### Action item
Wherever "fetches" turns up in the entries, copy out the line that holds it.
☆ ☆ ☆ ☆
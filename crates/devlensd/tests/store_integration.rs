//! Integration tests for the store actor and the instrumentation adapters.
//!
//! Everything goes through the public `StoreHandle`; records are
//! fire-and-forget and later requests observe them because both travel the
//! same command channel.

use std::collections::HashSet;
use std::sync::atomic::{AtomicUsize, Ordering};
use std::sync::Arc;

use devlens_core::{
    CacheResult, CaptureSource, ErrorReport, FetchOrigin, LogLevel, LogReport, StreamingPhase,
};
use devlensd::instrument::{
    instrument_fetch, FetchSpan, HookRegistry, RenderSpan, ServerActionSpan, StreamingTracker,
    SuspenseTracker,
};
use devlensd::store::{spawn_store, StoreEvent, StoreLimits};

fn limits(max_sessions: usize, max_errors: usize, max_logs: usize) -> StoreLimits {
    StoreLimits {
        max_sessions,
        max_errors,
        max_logs,
    }
}

// ============================================================================
// Session lifecycle
// ============================================================================

#[tokio::test]
async fn test_begin_session_ends_previous() {
    let store = spawn_store(StoreLimits::default());

    let first = store.begin_session("/").await.unwrap();
    let second = store.begin_session("/about").await.unwrap();
    assert_ne!(first, second);

    let snapshot = store.runtime_snapshot().await.unwrap();
    assert_eq!(snapshot.sessions.len(), 2);
    assert_eq!(snapshot.active_session_id.as_ref(), Some(&second));
    // most recent first
    assert_eq!(snapshot.sessions[0].route, "/about");
    assert!(snapshot.sessions[1].ended_at.is_some());
}

#[tokio::test]
async fn test_oldest_sessions_evicted() {
    let store = spawn_store(limits(3, 10, 10));

    for i in 0..5 {
        store.begin_session(format!("/{i}")).await.unwrap();
    }

    let snapshot = store.runtime_snapshot().await.unwrap();
    let routes: Vec<_> = snapshot.sessions.iter().map(|s| s.route.as_str()).collect();
    assert_eq!(routes, vec!["/4", "/3", "/2"]);
}

#[tokio::test]
async fn test_records_without_session_are_dropped() {
    let store = spawn_store(StoreLimits::default());

    FetchSpan::start(&store, "/api/x", "GET").finish(200, CacheResult::Miss);

    let snapshot = store.runtime_snapshot().await.unwrap();
    assert!(snapshot.sessions.is_empty());
}

#[tokio::test]
async fn test_snapshot_is_isolated_from_later_records() {
    let store = spawn_store(StoreLimits::default());
    store.begin_session("/").await.unwrap();

    let before = store.runtime_snapshot().await.unwrap();
    FetchSpan::start(&store, "/api/x", "GET").finish(200, CacheResult::Hit);
    let after = store.runtime_snapshot().await.unwrap();

    assert!(before.sessions[0].fetches.is_empty());
    assert_eq!(after.sessions[0].fetches.len(), 1);
}

// ============================================================================
// Instrumentation adapters
// ============================================================================

#[tokio::test]
async fn test_spans_record_into_active_session() {
    let store = spawn_store(StoreLimits::default());
    store.begin_session("/dashboard").await.unwrap();

    FetchSpan::start(&store, "https://api.example.com/stats", "get")
        .origin(FetchOrigin::ServerComponent)
        .cache_mode("force-cache")
        .finish(200, CacheResult::Hit);
    ServerActionSpan::start(&store, "saveWidget")
        .source_file("app/dashboard/actions.ts")
        .fail("quota exceeded", None);
    RenderSpan::start(&store, Some("Dashboard".to_string()))
        .is_async(true)
        .finish();

    let snapshot = store.runtime_snapshot().await.unwrap();
    let session = snapshot.active_session().unwrap();

    assert_eq!(session.fetches.len(), 1);
    let fetch = &session.fetches[0].event;
    assert_eq!(fetch.route.as_deref(), Some("/dashboard"));
    assert_eq!(fetch.status, Some(200));
    assert_eq!(fetch.cache_result, CacheResult::Hit);

    assert_eq!(session.server_actions.len(), 1);
    assert!(session.server_actions[0].event.is_failure());

    assert_eq!(session.renders.len(), 1);
    assert!(session.renders[0].event.is_async);
}

#[tokio::test]
async fn test_instrument_fetch_passes_result_through() {
    let store = spawn_store(StoreLimits::default());
    store.begin_session("/").await.unwrap();

    let ok: Result<u16, String> = instrument_fetch(
        FetchSpan::start(&store, "/api/ok", "GET"),
        async { Ok(204) },
        |status| *status,
    )
    .await;
    assert_eq!(ok, Ok(204));

    let err: Result<u16, String> = instrument_fetch(
        FetchSpan::start(&store, "/api/down", "GET"),
        async { Err("connection refused".to_string()) },
        |status| *status,
    )
    .await;
    assert!(err.is_err());

    let snapshot = store.runtime_snapshot().await.unwrap();
    let fetches = &snapshot.sessions[0].fetches;
    assert_eq!(fetches.len(), 2);
    assert_eq!(fetches[0].event.status, Some(204));
    assert_eq!(fetches[1].event.error.as_deref(), Some("connection refused"));
}

#[tokio::test]
async fn test_suspense_and_streaming_trackers() {
    let store = spawn_store(StoreLimits::default());
    store.begin_session("/feed").await.unwrap();

    let suspense = SuspenseTracker::new(store.clone());
    let ok = suspense.enter(Some("Feed".to_string()));
    let broken = suspense.enter(Some("Sidebar".to_string()));
    suspense.fallback_shown(ok);
    assert!(suspense.resolve(ok));
    assert!(suspense.fail(broken, "sidebar failed"));
    assert!(!suspense.resolve(ok));
    assert_eq!(suspense.pending_count(), 0);

    let streaming = StreamingTracker::new(store.clone());
    streaming.mark(StreamingPhase::Shell);
    streaming.mark(StreamingPhase::Complete);

    let snapshot = store.runtime_snapshot().await.unwrap();
    let session = snapshot.active_session().unwrap();
    assert_eq!(session.suspense.len(), 2);
    assert!(session.suspense.iter().any(|s| s.event.is_failure()));
    assert_eq!(session.streaming.len(), 2);
    assert_eq!(session.streaming[0].event.route.as_deref(), Some("/feed"));
}

// ============================================================================
// Errors and logs
// ============================================================================

#[tokio::test]
async fn test_hooks_record_and_chain() {
    let store = spawn_store(StoreLimits::default());
    store.begin_session("/settings").await.unwrap();

    let chained = Arc::new(AtomicUsize::new(0));
    let counter = Arc::clone(&chained);
    let hooks = HookRegistry::new(store.clone())
        .with_previous_error_handler(move |_| {
            counter.fetch_add(1, Ordering::SeqCst);
        })
        .with_previous_log_handler(|_| panic!("log sink exploded"));

    hooks.on_error(ErrorReport::new(CaptureSource::Server, "render failed"));
    hooks.on_log(LogReport::new(CaptureSource::Server, LogLevel::Info, "saved"));

    assert_eq!(chained.load(Ordering::SeqCst), 1);

    let snapshot = store.error_log_snapshot().await.unwrap();
    assert_eq!(snapshot.errors.len(), 1);
    assert_eq!(snapshot.errors[0].route.as_deref(), Some("/settings"));
    assert_eq!(snapshot.logs.len(), 1);
}

#[tokio::test]
async fn test_error_buffer_keeps_newest() {
    let store = spawn_store(limits(10, 2, 10));

    for i in 0..5 {
        store.record_error(ErrorReport::new(CaptureSource::Client, format!("e{i}")));
    }

    let snapshot = store.error_log_snapshot().await.unwrap();
    let messages: Vec<_> = snapshot.errors.iter().map(|e| e.message.as_str()).collect();
    assert_eq!(messages, vec!["e3", "e4"]);
}

#[tokio::test]
async fn test_clear_keeps_sessions_reset_drops_all() {
    let store = spawn_store(StoreLimits::default());
    store.begin_session("/").await.unwrap();
    store.record_error(ErrorReport::new(CaptureSource::Client, "boom"));

    store.clear_errors_and_logs().await.unwrap();
    assert!(store.error_log_snapshot().await.unwrap().errors.is_empty());
    assert_eq!(store.runtime_snapshot().await.unwrap().sessions.len(), 1);

    store.set_current_route(Some("/x".to_string())).await.unwrap();
    store.reset().await.unwrap();
    assert!(store.runtime_snapshot().await.unwrap().sessions.is_empty());
    assert_eq!(store.current_route().await.unwrap(), None);
}

// ============================================================================
// Events and concurrency
// ============================================================================

#[tokio::test]
async fn test_events_published_in_order() {
    let store = spawn_store(StoreLimits::default());
    let mut events = store.subscribe();

    let first = store.begin_session("/a").await.unwrap();
    store.begin_session("/b").await.unwrap();

    match events.recv().await.unwrap() {
        StoreEvent::SessionStarted { session_id, route } => {
            assert_eq!(session_id, first);
            assert_eq!(route, "/a");
        }
        other => panic!("Expected SessionStarted, got {other:?}"),
    }
    match events.recv().await.unwrap() {
        StoreEvent::SessionFinished { session_id } => assert_eq!(session_id, first),
        other => panic!("Expected SessionFinished, got {other:?}"),
    }
    assert!(matches!(
        events.recv().await.unwrap(),
        StoreEvent::SessionStarted { .. }
    ));
}

#[tokio::test]
async fn test_concurrent_recorders() {
    let store = spawn_store(StoreLimits::default());
    store.begin_session("/").await.unwrap();

    let mut tasks = Vec::new();
    for t in 0..8 {
        let store = store.clone();
        tasks.push(tokio::spawn(async move {
            for i in 0..25 {
                FetchSpan::start(&store, format!("/api/{t}/{i}"), "GET")
                    .finish(200, CacheResult::Miss);
            }
        }));
    }
    for task in tasks {
        task.await.unwrap();
    }

    let snapshot = store.runtime_snapshot().await.unwrap();
    assert_eq!(snapshot.sessions[0].fetches.len(), 200);

    let ids: HashSet<_> = snapshot.sessions[0].fetches.iter().map(|f| &f.id).collect();
    assert_eq!(ids.len(), 200);
}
☆ ☆ ☆ ☆
### Task answer
    assert!(before.sessions[0].fetches.is_empty());
    assert_eq!(after.sessions[0].fetches.len(), 1);
    assert_eq!(session.fetches.len(), 1);
    let fetch = &session.fetches[0].event;
    let fetches = &snapshot.sessions[0].fetches;
    assert_eq!(fetches.len(), 2);
    assert_eq!(fetches[0].event.status, Some(204));
    assert_eq!(fetches[1].event.error.as_deref(), Some("connection refused"));
    assert_eq!(snapshot.sessions[0].fetches.len(), 200);
    let ids: HashSet<_> = snapshot.sessions[0].fetches.iter().map(|f| &f.id).collect();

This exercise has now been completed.